"Our intelligence soldiers brought us a wounded German who they were trying to get information out of. He was red-headed, tall, and the commander said to take care of him. He recognized I was Jewish and spat on me, so I pulled out my gun and killed him on the spot." So tells Yevgenya Schneider, 95 years of age, who served as a doctor in the Red Army on the same historical battle of Stalingrad in World War II.
Recently celebrating with her friends, Schneider marked the victory day of the Soviet Union over Nazi Germany in a ceremony in Beer Sheva. Later, these veterans will also hold the traditional veterans' parade in Jerusalem and hold a ceremony in Yad Vashem.
Schneider is a strong and impressive woman; she still remembers the costly battle of Stalingrad, in which she had to operate on soldiers under heavy fire. Today, she lives at a retirement Amigour home in Beer Sheva, one of many Amigour facilities where WWII veterans can be found today.

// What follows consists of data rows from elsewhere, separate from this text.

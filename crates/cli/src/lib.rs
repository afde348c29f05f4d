//! The `trackgaps` command line.

use std::{error, fmt, fs, io, path::PathBuf};

use ais::{file_stem, AisError};
use gaps::{DistanceMethod, GapSelector};
use model::{GapPolicy, PolicyError};
use rand::{rngs::StdRng, SeedableRng};

pub mod batch;
pub mod options;
pub mod patterns;

pub use batch::{BatchReport, FileReport};
pub use options::{Cli, Commands, DistanceOpt};

/// Errors that end the whole run. Failures of single files are only logged.
#[derive(Debug)]
pub enum CliError {
    MissingInputDirectory(PathBuf),
    CreateOutputDirectory { path: PathBuf, source: io::Error },
    PolicyFile { path: PathBuf, source: io::Error },
    Policy(PolicyError),
    Ais(AisError),
}

impl error::Error for CliError {}

impl fmt::Display for CliError {
    fn fmt(&self, f: &mut fmt::Formatter) -> fmt::Result {
        match self {
            CliError::MissingInputDirectory(path) => {
                write!(f, "input directory {} does not exist", path.display())
            }
            CliError::CreateOutputDirectory { path, source } => {
                write!(f, "cannot create {}: {}", path.display(), source)
            }
            CliError::PolicyFile { path, source } => {
                write!(f, "cannot read policy {}: {}", path.display(), source)
            }
            CliError::Policy(e) => write!(f, "invalid policy: {}", e),
            CliError::Ais(e) => write!(f, "{}", e),
        }
    }
}

impl From<PolicyError> for CliError {
    fn from(e: PolicyError) -> Self {
        CliError::Policy(e)
    }
}

impl From<AisError> for CliError {
    fn from(e: AisError) -> Self {
        CliError::Ais(e)
    }
}

fn rng(seed: Option<u64>) -> StdRng {
    match seed {
        Some(seed) => StdRng::seed_from_u64(seed),
        None => StdRng::from_entropy(),
    }
}

fn run_gaps(
    method: DistanceMethod,
    rng: StdRng,
    policy: GapPolicy,
    dirs: &options::BatchDirs,
) -> Result<BatchReport, CliError> {
    policy.validate()?;
    match serde_json::to_string(&policy) {
        Ok(json) => log::info!("policy: {}", json),
        Err(e) => log::debug!("policy not serializable: {}", e),
    }
    let mut selector = GapSelector::with_rng(method, rng);
    let report = batch::run_policy(
        &mut selector,
        &policy,
        &dirs.input_dir,
        &dirs.output_data_dir,
    )?;
    if let Some(plots_dir) = &dirs.output_plots_dir {
        let outputs = report.files.iter().filter_map(|file| {
            let output = file.output.as_deref()?;
            Some((output, render::plot_file_name(&file_stem(&file.input))))
        });
        let plotted = batch::plot_outputs(&dirs.output_data_dir, outputs, plots_dir)?;
        log::info!("{} plots written to {}", plotted, plots_dir.display());
    }
    Ok(report)
}

/// Runs one command to completion.
pub fn run(cli: Cli) -> Result<(), CliError> {
    let method = DistanceMethod::from(cli.distance);
    let mut rng = rng(cli.seed);

    match cli.command {
        Commands::Single(args) => {
            let policy = args.policy(&mut rng);
            run_gaps(method, rng, policy, &args.dirs)?.log("single gap");
        }
        Commands::Multiple(args) => {
            let policy = args.policy(&mut rng);
            run_gaps(method, rng, policy, &args.dirs)?.log("multiple gaps");
        }
        Commands::Realistic(args) => {
            let policy = args.policy(&mut rng);
            run_gaps(method, rng, policy, &args.dirs)?.log("realistic gaps");
        }
        Commands::Policy { dirs, policy } => {
            let json = fs::read_to_string(&policy).map_err(|source| CliError::PolicyFile {
                path: policy.clone(),
                source,
            })?;
            let policy = GapPolicy::from_json(&json)?;
            run_gaps(method, rng, policy, &dirs)?.log("policy");
        }
        Commands::Patterns {
            input_dir,
            output_dir,
        } => {
            let mut selector = GapSelector::with_rng(method, rng);
            for (pattern, report) in patterns::run(&mut selector, &input_dir, &output_dir)? {
                report.log(pattern.name());
            }
        }
        Commands::Classify {
            input_dir,
            output_dir,
        } => {
            batch::require_input_dir(&input_dir)?;
            batch::create_output_dir(&output_dir)?;
            ais::classify::classify_directory(&input_dir, &output_dir)?.log("classify");
        }
        Commands::Geojson {
            input_dir,
            output_dir,
        } => {
            batch::require_input_dir(&input_dir)?;
            batch::create_output_dir(&output_dir)?;
            ais::geojson::convert_directory(&input_dir, &output_dir)?.log("geojson");
        }
        Commands::Select(args) => {
            batch::require_input_dir(&args.input_dir)?;
            batch::create_output_dir(&args.output_dir)?;
            ais::select::select_in_region(&args.input_dir, &args.output_dir, &args.bounds())?
                .log("select");
        }
    }
    Ok(())
}
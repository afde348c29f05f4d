/// Thresholds below this many meters are not worth a gap.
pub const MIN_THRESHOLD_M: f64 = 1.0;

/// Upper bound on halving steps, reached only for absurd thresholds.
pub const MAX_HALVINGS: u32 = 64;

/// Halves `threshold` until it is no longer larger than `capacity`.
///
/// Returns `None` once the threshold falls below [`MIN_THRESHOLD_M`] or after
/// [`MAX_HALVINGS`] steps without fitting.
pub fn fit_threshold(threshold: f64, capacity: f64) -> Option<f64> {
    if !threshold.is_finite() || !capacity.is_finite() {
        return None;
    }
    let mut current = threshold;
    let mut halvings = 0;
    while current > capacity {
        current *= 0.5;
        halvings += 1;
        log::trace!("gap threshold halved to {:.1} m", current);
        if current < MIN_THRESHOLD_M || halvings >= MAX_HALVINGS {
            return None;
        }
    }
    Some(current)
}

#[cfg(test)]
mod tests {
    use super::*;

    #[test]
    fn fitting_threshold_is_unchanged() {
        assert_eq!(fit_threshold(50_000.0, 80_000.0), Some(50_000.0));
        assert_eq!(fit_threshold(80_000.0, 80_000.0), Some(80_000.0));
    }

    #[test]
    fn halves_until_it_fits() {
        assert_eq!(fit_threshold(200_000.0, 60_000.0), Some(50_000.0));
        assert_eq!(fit_threshold(100_000.0, 99_999.0), Some(50_000.0));
    }

    #[test]
    fn gives_up_below_floor() {
        assert_eq!(fit_threshold(100_000.0, 0.0), None);
        assert_eq!(fit_threshold(3.0, 0.9), None);
    }

    #[test]
    fn gives_up_on_non_finite_input() {
        assert_eq!(fit_threshold(f64::INFINITY, 10.0), None);
        assert_eq!(fit_threshold(10.0, f64::NAN), None);
    }

    #[test]
    fn zero_threshold_always_fits() {
        assert_eq!(fit_threshold(0.0, 0.0), Some(0.0));
    }
}
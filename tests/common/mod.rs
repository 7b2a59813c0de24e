#![allow(dead_code)]

use std::path::PathBuf;

use axum::body::Body;
use axum::http::Request;
use axum::Router;
use http_body_util::BodyExt;
use serde_json::Value;

use mntr_server::config::{establish_connection, AppConfig};
use mntr_server::state::AppState;

/// App over a fresh in-memory database and the repo's `plugins/` dir.
pub async fn test_app() -> Router {
    test_app_with_plugin_dir(PathBuf::from("plugins")).await
}

/// App over a fresh in-memory database and an arbitrary plugin dir.
pub async fn test_app_with_plugin_dir(plugin_dir: PathBuf) -> Router {
    let db = establish_connection("sqlite::memory:")
        .await
        .expect("in-memory database should open");

    let config = AppConfig {
        server_port: 0,
        database_file: ":memory:".to_string(),
        plugin_dir,
    };

    mntr_server::app(AppState { db, config })
}

pub async fn parse_response_body(body: Body) -> Value {
    let bytes = body.collect().await.unwrap().to_bytes();
    serde_json::from_slice(&bytes).unwrap()
}

pub async fn response_body_string(body: Body) -> String {
    let bytes = body.collect().await.unwrap().to_bytes();
    String::from_utf8(bytes.to_vec()).unwrap()
}

pub fn json_request(method: &str, uri: &str, body: Value) -> Request<Body> {
    Request::builder()
        .method(method)
        .uri(uri)
        .header("Content-Type", "application/json")
        .body(Body::from(body.to_string()))
        .unwrap()
}

pub fn get_request(uri: &str) -> Request<Body> {
    Request::builder()
        .method("GET")
        .uri(uri)
        .body(Body::empty())
        .unwrap()
}

pub fn delete_request(uri: &str) -> Request<Body> {
    Request::builder()
        .method("DELETE")
        .uri(uri)
        .body(Body::empty())
        .unwrap()
}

"In August 1941, I was volunteering with the Army and got sent to the front lines. After a while, our unit was captured, and for a month we tried to run away," she recalls. After they were able to escape, their unit was tranfered to Stalingrad. "When they bombed Stalingrad, I had to operate on a wounded soldier in the field when it was horribly cold. I would operate and amputate legs, and tend for those with heart and internal wounds – in unspeakable conditions. Day and night the bombings continued ceaselessly. Every hour that we were alive was a miracle. Nurses in command were killed, and there were times without food supplies.
Schneider tells of what happened to her after killing the German soldier: "I was summoned to questioning because they needed intelligence from this German, but they knew me and respected me. This caused a bit of a commotion, but that’s it."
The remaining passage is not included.